Verdammt jung, um für die Heimat sein Leben zu geben ... Der Arzt hob die linke Hand zum Gruß und lächelte verschmitzt, als hätte er gerade einen unanständigen Witz erzählt. »Na, Kleiner! So jung und schon beim Militär?«, frug er gut gelaunt. Der Junge versteifte sich sofort und hob das Gewehr in einer drohenden Geste. »Ich wiederhole: Stehen bleiben! Sofort!« Erste Schweißtropfen bildeten sich auf seiner Stirn. Anscheinend war es das erste Mal, dass eine Situation so für ihn hinauslief. Mikael konnte beinahe fühlen, wie der Zeigefinger des Jungen am Abzug zitterte. Die Chancen standen 50:50. Einer Eingebung folgend hob er die Hand erneut, diesmal jedoch beschwichtigend. »Ganz ruhig, Junge! General Gray schickt mich. Ich soll bei der Entbindung helfen.« Sein Gegenüber schien verwirrt, senkte jedoch seine Waffe. »Der General hat nichts dergleichen erwähnt ...«
»Wie ich es vermutet habe ...«, antwortete Mikael sowohl dem Jungen als auch seinem Gedanken mit einem Seufzen.

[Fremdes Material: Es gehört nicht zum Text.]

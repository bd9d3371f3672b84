//! Core data model definitions shared across Marquee crates.

pub mod files;
pub mod ids;
pub mod parse;
pub mod plan;
pub mod record;
pub mod resolution;

// Intentionally curated re-exports for downstream consumers.
pub use files::{FileIdentity, SourceFile};
pub use ids::ExternalId;
pub use parse::ParsedQuery;
pub use plan::{LinkAxis, LinkPlanEntry};
pub use record::MetadataRecord;
pub use resolution::{
    Confidence, ResolutionEntry, UnresolvedEntry, UnresolvedReason,
};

Dieser Mistkerl! Er versuchte, sich nichts anmerken zu lassen und lächelte weiter. »Er wusste nicht, dass ich ebenfalls hier war.« Es herrschte eine lange Pause. Der Junge überlegte, was er nun tun sollte, ehe er nach seinem Funkgerät griff. Auf einmal ging es ganz schnell. Der Junge spürte nur einen Luftzug, dann stand Mikael direkt vor ihm und hielt ein Skalpell an seinen Hals. »Unmöglich!«, wisperte der Junge ungläubig, als er ihn aus angsterfüllten Augen anstarrte, »Sie ... Sie sind ... Mazareth ... Mikael Mazareth!« Er betrachtete den Jungen mit einem irren Lächeln, das ihm eine Gänsehaut bereitete.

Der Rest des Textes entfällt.